**RECORDS FOR THIS TASK**
• • •

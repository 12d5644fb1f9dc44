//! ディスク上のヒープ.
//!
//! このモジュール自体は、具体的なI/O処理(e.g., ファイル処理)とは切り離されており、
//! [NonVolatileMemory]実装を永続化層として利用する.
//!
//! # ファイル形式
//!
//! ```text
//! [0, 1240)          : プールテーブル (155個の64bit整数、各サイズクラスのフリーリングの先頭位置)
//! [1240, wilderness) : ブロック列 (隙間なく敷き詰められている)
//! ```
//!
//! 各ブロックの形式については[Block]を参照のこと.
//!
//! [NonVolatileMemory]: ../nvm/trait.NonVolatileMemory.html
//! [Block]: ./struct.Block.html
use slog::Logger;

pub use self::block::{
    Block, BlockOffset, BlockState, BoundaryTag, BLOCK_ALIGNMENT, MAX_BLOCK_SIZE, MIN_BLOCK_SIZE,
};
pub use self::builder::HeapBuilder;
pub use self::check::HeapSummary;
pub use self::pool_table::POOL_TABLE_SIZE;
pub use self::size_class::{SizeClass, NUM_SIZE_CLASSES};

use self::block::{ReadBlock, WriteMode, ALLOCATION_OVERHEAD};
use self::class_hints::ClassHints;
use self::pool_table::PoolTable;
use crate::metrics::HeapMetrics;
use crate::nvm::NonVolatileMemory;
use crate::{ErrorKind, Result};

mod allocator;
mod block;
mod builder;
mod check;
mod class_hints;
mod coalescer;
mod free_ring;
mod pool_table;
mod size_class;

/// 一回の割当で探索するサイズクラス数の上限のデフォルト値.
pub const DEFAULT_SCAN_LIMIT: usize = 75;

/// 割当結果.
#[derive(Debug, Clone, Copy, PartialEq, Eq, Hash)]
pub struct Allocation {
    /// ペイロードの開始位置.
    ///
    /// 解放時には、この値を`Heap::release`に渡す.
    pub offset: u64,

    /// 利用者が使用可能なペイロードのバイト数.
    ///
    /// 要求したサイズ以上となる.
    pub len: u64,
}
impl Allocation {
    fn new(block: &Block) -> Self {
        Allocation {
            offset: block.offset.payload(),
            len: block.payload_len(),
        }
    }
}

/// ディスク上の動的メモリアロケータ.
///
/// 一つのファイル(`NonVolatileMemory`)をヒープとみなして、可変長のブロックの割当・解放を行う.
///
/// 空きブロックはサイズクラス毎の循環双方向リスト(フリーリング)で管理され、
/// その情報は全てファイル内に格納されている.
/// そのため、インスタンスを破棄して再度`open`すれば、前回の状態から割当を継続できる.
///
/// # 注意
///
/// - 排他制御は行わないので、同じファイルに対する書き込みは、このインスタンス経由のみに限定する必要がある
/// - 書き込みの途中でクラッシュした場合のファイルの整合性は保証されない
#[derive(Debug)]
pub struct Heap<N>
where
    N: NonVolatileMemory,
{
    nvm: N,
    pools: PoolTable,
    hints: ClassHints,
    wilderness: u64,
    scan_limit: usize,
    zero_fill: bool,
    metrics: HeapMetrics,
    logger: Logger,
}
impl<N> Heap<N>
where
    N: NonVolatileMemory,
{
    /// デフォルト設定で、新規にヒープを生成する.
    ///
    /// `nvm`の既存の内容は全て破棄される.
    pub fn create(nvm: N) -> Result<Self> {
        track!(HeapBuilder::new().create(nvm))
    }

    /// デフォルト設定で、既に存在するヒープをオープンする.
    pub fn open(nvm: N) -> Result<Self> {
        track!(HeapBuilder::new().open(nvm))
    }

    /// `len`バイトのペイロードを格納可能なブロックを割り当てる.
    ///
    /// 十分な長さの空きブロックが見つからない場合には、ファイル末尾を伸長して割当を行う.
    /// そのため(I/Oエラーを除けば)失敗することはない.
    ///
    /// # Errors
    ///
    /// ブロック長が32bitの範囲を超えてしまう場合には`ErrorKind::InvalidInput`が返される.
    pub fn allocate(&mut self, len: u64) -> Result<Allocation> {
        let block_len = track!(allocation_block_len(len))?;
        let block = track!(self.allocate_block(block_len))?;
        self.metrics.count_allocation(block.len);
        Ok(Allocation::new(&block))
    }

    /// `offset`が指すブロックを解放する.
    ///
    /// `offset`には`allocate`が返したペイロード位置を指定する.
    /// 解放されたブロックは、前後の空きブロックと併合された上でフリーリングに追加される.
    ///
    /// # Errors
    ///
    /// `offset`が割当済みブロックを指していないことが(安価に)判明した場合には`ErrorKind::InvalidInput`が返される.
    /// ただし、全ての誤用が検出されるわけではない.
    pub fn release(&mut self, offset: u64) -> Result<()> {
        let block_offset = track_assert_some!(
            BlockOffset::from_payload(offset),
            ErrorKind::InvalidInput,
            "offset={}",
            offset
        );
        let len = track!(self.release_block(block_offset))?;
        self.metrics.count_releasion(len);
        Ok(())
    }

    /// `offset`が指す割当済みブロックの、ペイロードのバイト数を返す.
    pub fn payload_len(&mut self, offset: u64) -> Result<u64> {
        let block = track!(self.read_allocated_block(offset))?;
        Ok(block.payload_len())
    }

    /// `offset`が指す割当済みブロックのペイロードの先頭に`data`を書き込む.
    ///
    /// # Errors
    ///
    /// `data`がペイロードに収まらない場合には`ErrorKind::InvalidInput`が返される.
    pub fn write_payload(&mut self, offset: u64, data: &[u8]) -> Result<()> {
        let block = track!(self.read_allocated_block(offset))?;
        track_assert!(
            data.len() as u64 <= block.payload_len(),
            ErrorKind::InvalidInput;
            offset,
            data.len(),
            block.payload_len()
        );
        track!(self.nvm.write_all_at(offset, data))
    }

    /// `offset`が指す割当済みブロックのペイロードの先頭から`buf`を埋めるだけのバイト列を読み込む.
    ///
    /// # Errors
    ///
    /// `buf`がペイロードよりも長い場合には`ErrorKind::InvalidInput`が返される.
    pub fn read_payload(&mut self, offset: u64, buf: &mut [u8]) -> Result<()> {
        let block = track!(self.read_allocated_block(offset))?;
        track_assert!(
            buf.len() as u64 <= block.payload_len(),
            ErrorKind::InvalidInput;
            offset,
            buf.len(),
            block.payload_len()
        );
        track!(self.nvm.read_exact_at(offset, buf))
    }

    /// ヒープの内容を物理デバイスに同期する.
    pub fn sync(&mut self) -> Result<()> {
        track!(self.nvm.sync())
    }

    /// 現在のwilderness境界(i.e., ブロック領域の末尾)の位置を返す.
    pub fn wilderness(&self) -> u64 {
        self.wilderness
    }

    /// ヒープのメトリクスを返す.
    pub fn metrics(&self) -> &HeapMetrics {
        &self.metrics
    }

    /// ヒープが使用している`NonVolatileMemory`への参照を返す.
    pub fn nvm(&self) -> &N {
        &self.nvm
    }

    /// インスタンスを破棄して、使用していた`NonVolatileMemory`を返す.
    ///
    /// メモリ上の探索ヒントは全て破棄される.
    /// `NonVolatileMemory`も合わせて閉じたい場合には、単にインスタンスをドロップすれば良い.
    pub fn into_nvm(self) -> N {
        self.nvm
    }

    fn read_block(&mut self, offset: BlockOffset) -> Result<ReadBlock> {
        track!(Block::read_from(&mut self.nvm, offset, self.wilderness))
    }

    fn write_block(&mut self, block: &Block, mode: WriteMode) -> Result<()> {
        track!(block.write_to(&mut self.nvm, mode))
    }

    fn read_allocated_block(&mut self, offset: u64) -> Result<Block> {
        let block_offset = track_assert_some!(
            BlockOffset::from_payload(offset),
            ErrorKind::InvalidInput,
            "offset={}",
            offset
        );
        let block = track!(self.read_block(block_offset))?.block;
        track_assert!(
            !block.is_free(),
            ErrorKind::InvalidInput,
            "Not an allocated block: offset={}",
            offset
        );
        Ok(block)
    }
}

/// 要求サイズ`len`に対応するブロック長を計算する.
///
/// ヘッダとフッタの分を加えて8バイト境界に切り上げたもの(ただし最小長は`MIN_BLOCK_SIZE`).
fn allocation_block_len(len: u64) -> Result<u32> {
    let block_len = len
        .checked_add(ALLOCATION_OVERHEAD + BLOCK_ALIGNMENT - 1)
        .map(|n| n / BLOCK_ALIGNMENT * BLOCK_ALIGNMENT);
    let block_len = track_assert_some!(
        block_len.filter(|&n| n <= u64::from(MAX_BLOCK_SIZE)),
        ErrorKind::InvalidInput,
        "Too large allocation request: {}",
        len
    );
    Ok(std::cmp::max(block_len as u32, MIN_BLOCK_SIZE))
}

• • •

**TASK PROMPT**
Copy, without any change, the lines from the one that contains "let block_len = len" to the final line of the entries above.

**RESPONSE FOR THIS EXERCISE**
    let block_len = len
        .checked_add(ALLOCATION_OVERHEAD + BLOCK_ALIGNMENT - 1)
        .map(|n| n / BLOCK_ALIGNMENT * BLOCK_ALIGNMENT);
    let block_len = track_assert_some!(
        block_len.filter(|&n| n <= u64::from(MAX_BLOCK_SIZE)),
        ErrorKind::InvalidInput,
        "Too large allocation request: {}",
        len
    );
    Ok(std::cmp::max(block_len as u32, MIN_BLOCK_SIZE))
}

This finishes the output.